— Дело было в Конотопе. Как сейчас помню: был я начальником гарнизона (в своих рассказах Игитов особенно часто бывал начальником гарнизона). Прохожу как-то вечером по городу, смотрю, в темном углу громкий разговор… Я их быстро разоружил и сам пошел с ней в кино. — Кого он разоружил, Игитов не объясняет, сразу же переходит к описанию прекрасной незнакомки. Она такая пухленькая, такая беленькая — прямо мармелад в шоколаде!
— Шоколад разве белый? — вмешивается какой-нибудь умник вроде Галича.
— А, слушай, какая разница, — огорченно скажет Игитов, — опять ты меня перебил на самом важном месте, теперь я все забыл. Белый шоколад тоже бывает, если хочешь знать! — и обиженно отвернется или отойдет в сторону от неблагодарного слушателя.

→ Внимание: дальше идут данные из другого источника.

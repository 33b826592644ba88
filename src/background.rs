use std::sync::Arc;
use std::time::Duration;

use tokio::sync::Mutex;
use tokio::task::JoinHandle;
use tracing::{error, info, info_span, Instrument};

use crate::domain::services::availability::next_availability_status;
use crate::error::AppError;
use crate::state::AppState;

/// Periodically reconciles each movie's availability status against its
/// remaining seat count. Replaces the storefront's client-side interval
/// timer with a server-side worker that can be started and stopped.
pub struct AvailabilityScheduler {
    state: Arc<AppState>,
    interval: Duration,
    handle: Mutex<Option<JoinHandle<()>>>,
}

impl AvailabilityScheduler {
    pub fn new(state: Arc<AppState>, interval: Duration) -> Self {
        Self {
            state,
            interval,
            handle: Mutex::new(None),
        }
    }

    /// Spawns the sweep loop. Calling start on a running scheduler is a no-op.
    pub async fn start(&self) {
        let mut handle = self.handle.lock().await;
        if handle.is_some() {
            return;
        }

        info!(interval_secs = self.interval.as_secs(), "Starting availability scheduler");

        let state = self.state.clone();
        let interval = self.interval;

        *handle = Some(tokio::spawn(async move {
            loop {
                let span = info_span!("availability_sweep");
                async {
                    match sweep_availability(&state).await {
                        Ok(0) => {}
                        Ok(updated) => info!("Updated availability status for {} movies", updated),
                        Err(e) => error!("Availability sweep failed: {:?}", e),
                    }
                }
                .instrument(span)
                .await;

                tokio::time::sleep(interval).await;
            }
        }));
    }

    pub async fn stop(&self) {
        let mut handle = self.handle.lock().await;
        if let Some(handle) = handle.take() {
            handle.abort();
            info!("Stopped availability scheduler");
        }
    }
}

/// Runs one reconciliation pass and returns how many movies changed status.
pub async fn sweep_availability(state: &AppState) -> Result<usize, AppError> {
    let movies = state.movie_repo.list().await?;
    let mut updated = 0;

    for movie in movies {
        if let Some(status) = next_availability_status(movie.available_seats, &movie.availability_status) {
            state
                .movie_repo
                .update_availability_status(&movie.id, status)
                .await?;
            info!(
                movie_id = %movie.id,
                from = %movie.availability_status,
                to = %status,
                "Movie availability changed"
            );
            updated += 1;
        }
    }

    Ok(updated)
}
pub mod mock_gateway;
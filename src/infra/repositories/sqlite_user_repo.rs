use crate::domain::{models::user::User, ports::UserRepository};
use crate::error::AppError;
use async_trait::async_trait;
use sqlx::SqlitePool;

pub struct SqliteUserRepo {
    pool: SqlitePool,
}

impl SqliteUserRepo {
    pub fn new(pool: SqlitePool) -> Self {
        Self { pool }
    }
}

#[async_trait]
impl UserRepository for SqliteUserRepo {
    async fn create(&self, user: &User) -> Result<User, AppError> {
        sqlx::query_as::<_, User>(
            "INSERT INTO users (id, email, password_hash, created_at) VALUES (?, ?, ?, ?) RETURNING *"
        )
            .bind(&user.id).bind(&user.email).bind(&user.password_hash).bind(user.created_at)
            .fetch_one(&self.pool).await.map_err(AppError::Database)
    }
    async fn find_by_email(&self, email: &str) -> Result<Option<User>, AppError> {
        sqlx::query_as::<_, User>("SELECT * FROM users WHERE email = ?").bind(email).fetch_optional(&self.pool).await.map_err(AppError::Database)
    }
    async fn find_by_id(&self, id: &str) -> Result<Option<User>, AppError> {
        sqlx::query_as::<_, User>("SELECT * FROM users WHERE id = ?").bind(id).fetch_optional(&self.pool).await.map_err(AppError::Database)
    }
}
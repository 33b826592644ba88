use std::time::Duration;

use async_trait::async_trait;
use rand::{distributions::Alphanumeric, Rng};
use tokio::time::sleep;
use tracing::info;

use crate::domain::ports::PaymentGateway;
use crate::error::AppError;

/// Simulated payment provider. Sleeps a fixed processing delay, then fabricates
/// a payment id of the form `PAY_{unix_millis}_{9 alphanumeric}`. The id is not
/// cryptographically meaningful and a retried charge produces a new one.
pub struct MockPaymentGateway {
    processing_delay: Duration,
}

impl MockPaymentGateway {
    pub fn new(processing_delay: Duration) -> Self {
        Self { processing_delay }
    }
}

#[async_trait]
impl PaymentGateway for MockPaymentGateway {
    async fn charge(&self, booking_id: &str, amount: f64) -> Result<String, AppError> {
        sleep(self.processing_delay).await;

        let suffix: String = rand::thread_rng()
            .sample_iter(&Alphanumeric)
            .take(9)
            .map(char::from)
            .collect();
        let payment_id = format!("PAY_{}_{}", chrono::Utc::now().timestamp_millis(), suffix);

        info!("Mock payment captured: {} for booking {} ({})", payment_id, booking_id, amount);
        Ok(payment_id)
    }
}

#[cfg(test)]
mod tests {
    use super::*;

    #[tokio::test]
    async fn fabricates_prefixed_payment_ids() {
        let gateway = MockPaymentGateway::new(Duration::from_millis(0));
        let id = gateway.charge("b1", 500.0).await.unwrap();
        assert!(id.starts_with("PAY_"));
        assert_eq!(id.rsplit('_').next().unwrap().len(), 9);
    }

    #[tokio::test]
    async fn retried_charge_mints_a_new_id() {
        let gateway = MockPaymentGateway::new(Duration::from_millis(0));
        let first = gateway.charge("b1", 500.0).await.unwrap();
        let second = gateway.charge("b1", 500.0).await.unwrap();
        assert_ne!(first, second);
    }
}
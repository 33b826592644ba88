use crate::domain::{models::theater::Theater, ports::TheaterRepository};
use crate::error::AppError;
use async_trait::async_trait;
use sqlx::SqlitePool;

pub struct SqliteTheaterRepo {
    pool: SqlitePool,
}

impl SqliteTheaterRepo {
    pub fn new(pool: SqlitePool) -> Self {
        Self { pool }
    }
}

#[async_trait]
impl TheaterRepository for SqliteTheaterRepo {
    async fn create(&self, theater: &Theater) -> Result<Theater, AppError> {
        sqlx::query_as::<_, Theater>(
            "INSERT INTO theaters (id, name, location, created_at) VALUES (?, ?, ?, ?) RETURNING *"
        )
            .bind(&theater.id).bind(&theater.name).bind(&theater.location).bind(theater.created_at)
            .fetch_one(&self.pool).await.map_err(AppError::Database)
    }
    async fn find_by_id(&self, id: &str) -> Result<Option<Theater>, AppError> {
        sqlx::query_as::<_, Theater>("SELECT * FROM theaters WHERE id = ?").bind(id).fetch_optional(&self.pool).await.map_err(AppError::Database)
    }
    async fn list(&self) -> Result<Vec<Theater>, AppError> {
        sqlx::query_as::<_, Theater>("SELECT * FROM theaters ORDER BY name ASC").fetch_all(&self.pool).await.map_err(AppError::Database)
    }
}
use axum::{
    body::Body,
    extract::Request,
    routing::{get, post, put},
    Router,
};
use std::sync::Arc;
use std::time::Duration;
use crate::state::AppState;
use crate::api::handlers::{auth, booking, health, movie, showtime, theater, wizard};
use tower_http::{
    trace::TraceLayer,
    classify::ServerErrorsFailureClass,
};
use tower_cookies::CookieManagerLayer;
use tracing::{info_span, Span, error, info};
use uuid::Uuid;

pub fn create_router(state: Arc<AppState>) -> Router {
    Router::new()
        .route("/health", get(health::health_check))

        // Auth
        .route("/api/v1/auth/signup", post(auth::signup))
        .route("/api/v1/auth/login", post(auth::login))
        .route("/api/v1/auth/logout", post(auth::logout))

        // Catalog
        .route("/api/v1/movies", get(movie::list_movies).post(movie::create_movie))
        .route("/api/v1/movies/{movie_id}", get(movie::get_movie))
        .route("/api/v1/movies/{movie_id}/seats", put(movie::update_seats))
        .route("/api/v1/movies/{movie_id}/showtimes", get(showtime::list_movie_showtimes))
        .route("/api/v1/theaters", get(theater::list_theaters).post(theater::create_theater))
        .route("/api/v1/showtimes", post(showtime::create_showtime))

        // Booking wizard
        .route("/api/v1/wizard", post(wizard::start_wizard))
        .route("/api/v1/wizard/{session_id}", get(wizard::get_wizard).delete(wizard::close_wizard))
        .route("/api/v1/wizard/{session_id}/showtime", post(wizard::select_showtime))
        .route("/api/v1/wizard/{session_id}/seats", post(wizard::proceed_to_seats))
        .route("/api/v1/wizard/{session_id}/seat-count", put(wizard::set_seat_count))
        .route("/api/v1/wizard/{session_id}/seat-selection", post(wizard::open_seat_selection))
        .route("/api/v1/wizard/{session_id}/seats/toggle", post(wizard::toggle_seat))
        .route("/api/v1/wizard/{session_id}/confirm", post(wizard::confirm_seats))
        .route("/api/v1/wizard/{session_id}/pay", post(wizard::pay))
        .route("/api/v1/wizard/{session_id}/back", post(wizard::go_back))

        // Bookings
        .route("/api/v1/bookings", get(booking::list_my_bookings))
        .route("/api/v1/bookings/{booking_id}", get(booking::get_booking))
        .route("/api/v1/bookings/{booking_id}/cancel", post(booking::cancel_booking))

        .layer(
            TraceLayer::new_for_http()
                .make_span_with(|request: &Request<Body>| {
                    let request_id = Uuid::new_v4().to_string();
                    info_span!(
                        "http_request",
                        request_id = %request_id,
                        method = ?request.method(),
                        uri = ?request.uri(),
                        version = ?request.version(),
                        user_id = tracing::field::Empty,
                    )
                })
                .on_request(|request: &Request<Body>, _span: &Span| {
                    info!("started processing request: {} {}", request.method(), request.uri().path());
                })
                .on_response(|response: &axum::http::Response<Body>, latency: Duration, _span: &Span| {
                    info!(
                        status = response.status().as_u16(),
                        latency_ms = latency.as_millis(),
                        "finished processing request"
                    );
                })
                .on_failure(|error: ServerErrorsFailureClass, _latency: Duration, _span: &Span| {
                    error!("request failed: {:?}", error);
                })
        )
        .layer(CookieManagerLayer::new())
        .with_state(state)
}
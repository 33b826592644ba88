use crate::domain::models::{
    booking::{Booking, BookingStatus},
    movie::Movie,
    showtime::Showtime,
    theater::Theater,
    user::User,
};
use crate::error::AppError;
use async_trait::async_trait;

#[async_trait]
pub trait MovieRepository: Send + Sync {
    async fn create(&self, movie: &Movie) -> Result<Movie, AppError>;
    async fn find_by_id(&self, id: &str) -> Result<Option<Movie>, AppError>;
    async fn list(&self) -> Result<Vec<Movie>, AppError>;
    async fn update_available_seats(&self, id: &str, available_seats: i32) -> Result<Movie, AppError>;
    async fn update_availability_status(&self, id: &str, status: &str) -> Result<(), AppError>;
}

#[async_trait]
pub trait TheaterRepository: Send + Sync {
    async fn create(&self, theater: &Theater) -> Result<Theater, AppError>;
    async fn find_by_id(&self, id: &str) -> Result<Option<Theater>, AppError>;
    async fn list(&self) -> Result<Vec<Theater>, AppError>;
}

#[async_trait]
pub trait ShowtimeRepository: Send + Sync {
    async fn create(&self, showtime: &Showtime) -> Result<Showtime, AppError>;
    async fn find_by_id(&self, id: &str) -> Result<Option<Showtime>, AppError>;
    async fn list_by_movie(&self, movie_id: &str) -> Result<Vec<Showtime>, AppError>;
}

#[async_trait]
pub trait BookingRepository: Send + Sync {
    async fn create(&self, booking: &Booking) -> Result<Booking, AppError>;
    async fn find_by_id(&self, user_id: &str, id: &str) -> Result<Option<Booking>, AppError>;
    async fn list_by_user(&self, user_id: &str) -> Result<Vec<Booking>, AppError>;
    async fn update_status(
        &self,
        id: &str,
        status: BookingStatus,
        payment_id: Option<&str>,
    ) -> Result<Booking, AppError>;
}

#[async_trait]
pub trait UserRepository: Send + Sync {
    async fn create(&self, user: &User) -> Result<User, AppError>;
    async fn find_by_email(&self, email: &str) -> Result<Option<User>, AppError>;
    async fn find_by_id(&self, id: &str) -> Result<Option<User>, AppError>;
}

/// The payment provider seam. The shipped adapter is a mock that fabricates
/// payment ids after a fixed delay; tests substitute failing doubles.
#[async_trait]
pub trait PaymentGateway: Send + Sync {
    async fn charge(&self, booking_id: &str, amount: f64) -> Result<String, AppError>;
}
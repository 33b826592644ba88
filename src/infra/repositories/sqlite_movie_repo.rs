use crate::domain::{models::movie::Movie, ports::MovieRepository};
use crate::error::AppError;
use async_trait::async_trait;
use sqlx::SqlitePool;

pub struct SqliteMovieRepo {
    pool: SqlitePool,
}

impl SqliteMovieRepo {
    pub fn new(pool: SqlitePool) -> Self {
        Self { pool }
    }
}

#[async_trait]
impl MovieRepository for SqliteMovieRepo {
    async fn create(&self, movie: &Movie) -> Result<Movie, AppError> {
        sqlx::query_as::<_, Movie>(
            "INSERT INTO movies (id, title, poster_url, rating, votes, genres, language, duration, available_seats, availability_status, created_at)
             VALUES (?, ?, ?, ?, ?, ?, ?, ?, ?, ?, ?)
             RETURNING *"
        )
            .bind(&movie.id).bind(&movie.title).bind(&movie.poster_url).bind(movie.rating)
            .bind(&movie.votes).bind(&movie.genres).bind(&movie.language).bind(&movie.duration)
            .bind(movie.available_seats).bind(&movie.availability_status).bind(movie.created_at)
            .fetch_one(&self.pool).await.map_err(AppError::Database)
    }
    async fn find_by_id(&self, id: &str) -> Result<Option<Movie>, AppError> {
        sqlx::query_as::<_, Movie>("SELECT * FROM movies WHERE id = ?").bind(id).fetch_optional(&self.pool).await.map_err(AppError::Database)
    }
    async fn list(&self) -> Result<Vec<Movie>, AppError> {
        sqlx::query_as::<_, Movie>("SELECT * FROM movies ORDER BY title ASC").fetch_all(&self.pool).await.map_err(AppError::Database)
    }
    async fn update_available_seats(&self, id: &str, available_seats: i32) -> Result<Movie, AppError> {
        sqlx::query_as::<_, Movie>("UPDATE movies SET available_seats = ? WHERE id = ? RETURNING *")
            .bind(available_seats).bind(id)
            .fetch_optional(&self.pool).await.map_err(AppError::Database)?
            .ok_or(AppError::NotFound("Movie not found".into()))
    }
    async fn update_availability_status(&self, id: &str, status: &str) -> Result<(), AppError> {
        let result = sqlx::query("UPDATE movies SET availability_status = ? WHERE id = ?")
            .bind(status).bind(id)
            .execute(&self.pool).await.map_err(AppError::Database)?;
        if result.rows_affected() == 0 { return Err(AppError::NotFound("Movie not found".into())); }
        Ok(())
    }
}
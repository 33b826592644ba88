use serde::{Deserialize, Serialize};
use uuid::Uuid;
use chrono::{DateTime, Utc};
use sqlx::FromRow;

use crate::domain::models::theater::Theater;

/// One screening of a movie at a theater. The showtime itself is an opaque
/// display label ("06:30 PM"); the storefront never does arithmetic on it.
#[derive(Debug, Serialize, Deserialize, FromRow, Clone)]
pub struct Showtime {
    pub id: String,
    pub movie_id: String,
    pub theater_id: String,
    pub showtime: String,
    pub price: f64,
    pub available_seats: i32,
    pub created_at: DateTime<Utc>,
}

pub struct NewShowtimeParams {
    pub movie_id: String,
    pub theater_id: String,
    pub showtime: String,
    pub price: f64,
    pub available_seats: i32,
}

impl Showtime {
    pub fn new(params: NewShowtimeParams) -> Self {
        Self {
            id: Uuid::new_v4().to_string(),
            movie_id: params.movie_id,
            theater_id: params.theater_id,
            showtime: params.showtime,
            price: params.price,
            available_seats: params.available_seats,
            created_at: Utc::now(),
        }
    }
}

#[derive(Debug, Serialize, Clone)]
pub struct TheaterShowtimes {
    pub theater: Theater,
    pub showtimes: Vec<Showtime>,
}

/// Groups a movie's showtimes by theater, preserving the incoming showtime
/// order within each group. Theaters appear in first-seen order; showtimes
/// whose theater is unknown are dropped.
pub fn group_showtimes_by_theater(
    showtimes: Vec<Showtime>,
    theaters: &[Theater],
) -> Vec<TheaterShowtimes> {
    let mut grouped: Vec<TheaterShowtimes> = Vec::new();

    for st in showtimes {
        if let Some(group) = grouped.iter_mut().find(|g| g.theater.id == st.theater_id) {
            group.showtimes.push(st);
        } else if let Some(theater) = theaters.iter().find(|t| t.id == st.theater_id) {
            grouped.push(TheaterShowtimes {
                theater: theater.clone(),
                showtimes: vec![st],
            });
        }
    }

    grouped
}

#[cfg(test)]
mod tests {
    use super::*;

    fn showtime(theater_id: &str, label: &str) -> Showtime {
        Showtime::new(NewShowtimeParams {
            movie_id: "m1".to_string(),
            theater_id: theater_id.to_string(),
            showtime: label.to_string(),
            price: 250.0,
            available_seats: 40,
        })
    }

    #[test]
    fn groups_by_theater_preserving_order() {
        let theaters = vec![
            Theater::new("PVR Phoenix".to_string(), "Lower Parel".to_string()),
            Theater::new("INOX Megaplex".to_string(), "Malad".to_string()),
        ];
        let t1 = theaters[0].id.clone();
        let t2 = theaters[1].id.clone();

        let grouped = group_showtimes_by_theater(
            vec![showtime(&t1, "10:00 AM"), showtime(&t2, "01:15 PM"), showtime(&t1, "06:30 PM")],
            &theaters,
        );

        assert_eq!(grouped.len(), 2);
        assert_eq!(grouped[0].theater.id, t1);
        assert_eq!(grouped[0].showtimes.len(), 2);
        assert_eq!(grouped[0].showtimes[1].showtime, "06:30 PM");
        assert_eq!(grouped[1].showtimes.len(), 1);
    }

    #[test]
    fn drops_showtimes_with_unknown_theater() {
        let theaters = vec![Theater::new("PVR".to_string(), "Pune".to_string())];
        let grouped = group_showtimes_by_theater(vec![showtime("ghost", "10:00 AM")], &theaters);
        assert!(grouped.is_empty());
    }
}
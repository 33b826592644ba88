use serde::{Deserialize, Serialize};
use uuid::Uuid;
use chrono::{DateTime, Utc};
use sqlx::FromRow;

#[derive(Debug, Clone, Copy, PartialEq, Eq, Serialize, Deserialize)]
#[serde(rename_all = "lowercase")]
pub enum BookingStatus {
    Pending,
    Paid,
    Cancelled,
    Expired,
}

impl BookingStatus {
    pub fn as_str(&self) -> &'static str {
        match self {
            BookingStatus::Pending => "pending",
            BookingStatus::Paid => "paid",
            BookingStatus::Cancelled => "cancelled",
            BookingStatus::Expired => "expired",
        }
    }
}

#[derive(Debug, Serialize, Deserialize, FromRow, Clone)]
pub struct Booking {
    pub id: String,
    pub user_id: String,
    pub movie_id: String,
    pub theater_id: String,
    pub showtime: String,
    pub seats: i32,
    pub total_amount: f64,
    pub status: String,
    pub payment_id: Option<String>,
    pub created_at: DateTime<Utc>,
}

pub struct NewBookingParams {
    pub user_id: String,
    pub movie_id: String,
    pub theater_id: String,
    pub showtime: String,
    pub seats: i32,
    pub total_amount: f64,
}

impl Booking {
    /// A new booking always starts out pending; payment flips it to paid.
    pub fn new(params: NewBookingParams) -> Self {
        Self {
            id: Uuid::new_v4().to_string(),
            user_id: params.user_id,
            movie_id: params.movie_id,
            theater_id: params.theater_id,
            showtime: params.showtime,
            seats: params.seats,
            total_amount: params.total_amount,
            status: BookingStatus::Pending.as_str().to_string(),
            payment_id: None,
            created_at: Utc::now(),
        }
    }
}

Над Игитовым втихомолку посмеиваются. То отсылают его в военкомат за „получением нового звания“, то зачитывают благодарственную телефонограмму из столицы республики. Особенно усердствует в этом деле Галич. На днях зашел с двумя молодцами в кабинет Игитова, когда тот ходил куда-то по делам или сидел у меня, „боролся за права рабочего класса“, и перевернул его сейф. Игитов вернулся к себе в кабинет, хотел что-то достать из сейфа, смотрит, а ручка у самого пола. Тогда срочно он собрал по тревоге всех работников типографии у себя в кабинете и, указывая на сейф, произнес: „Смотрите все — видите, враг не дремлет!“ Игитов считает свою работу чрезвычайно ответственной и больше всего на свете боится диверсии. „Вдруг начнут деньги печатать?! — часто говорит он шепотом. — Был такой случай в Конотопе в войну“. Еще он боится пожара, хотя именно благодаря пожару он и сделал свою карьеру. Человек с папиросой в руках — кровный враг Игитова. Стены типографии обклеены многочисленными лозунгами его собственного сочинения: „Если ты мужчина — не кури!“, „Курение не только яд, но и огонь“, „Из окурка возгорится пламя“ и т. д. Как только Игитов придумает новый лозунг, он тут же отправляется к нашей корректорше Заире и просит ее „исправить ошибки, чтобы все было по-русски“. Заира исправляет, и тогда Игитов на большом листе белой бумаги пишет свой плакат черной типографской краской — другой он не признает.
Все знают о любви Игитова к бухгалтеру нашей редакции Валентине Капитоновне, хотя он и считает, что очень ловко маскирует свои чувства. Любовь свою Игитов проявляет весьма своеобразно. Приходит в кабинет к Валентине Капитоновне, садится напротив нее и сидит, не говоря ни слова. Только иногда тяжело вздохнет и вырвется из его груди: „Не думал…“, а в случаях крайнего душевного напряжения: „Валлах, не думал…“ Смысл этих его слов никому не известен. Может быть, Игитов не думал, что так влипнет на старости лет».
Алимов лежал в темноте. В окна проникал свет уличных фонарей, тени голых ветвей играли на стенах комнаты. Под тиканье будильника думалось хорошо, мысли проступали выпуклей и четче.
Три месяца, как Алимов в Балъюрте. А что удалось сделать? Чего он достиг? Ну… узнал коллектив, многое освоил в «редакционной кухне», имеет уже определенное представление о жизни города, о хозяйствах района, знает актив… Много это или мало? — спрашивал себя Казбек. И находил, что, конечно, мало в сравнении с тем, что предстоит. Достигнуто только необходимое, утрамбована только площадка, с которой должен состояться взлет. А взлет, считал Казбек, слишком задерживается.
«Новая метла по-новому метет». Пословицу эту многие знают. А вот о нем скажут: метла-то новая, да никак не метет, торчит себе в углу. Алимову казалось, что коллектив редакции в своих ожиданиях вот-вот подойдет к критической точке, после которой наступит глубокое разочарование в нем, в Алимове.
В своем стремлении к новизне Алимов изменил только шрифт названия газеты: теперь он был строго черным для будничных и черно-бело-сетчатым для воскресных и праздничных номеров. Во всем же остальном новый редактор держался старого курса: пользовался прежними планами, вел традиционные рубрики.
Стремление Алимова предпринять новые шаги не было связано только с честолюбием, так присущим молодым руководителям. В первую очередь это диктовалось принципом, собственными, уже устоявшимися критериями. У Алимова сложилось и окрепло свое отношение к тому, что было до него в газете, и Алимов мысленно карал себя не за то, что идет по проложенной ранее колее, а за то, что все еще медлит с проложением собственной после того, как им осознана неприемлемость и даже ущербность прежнего направления.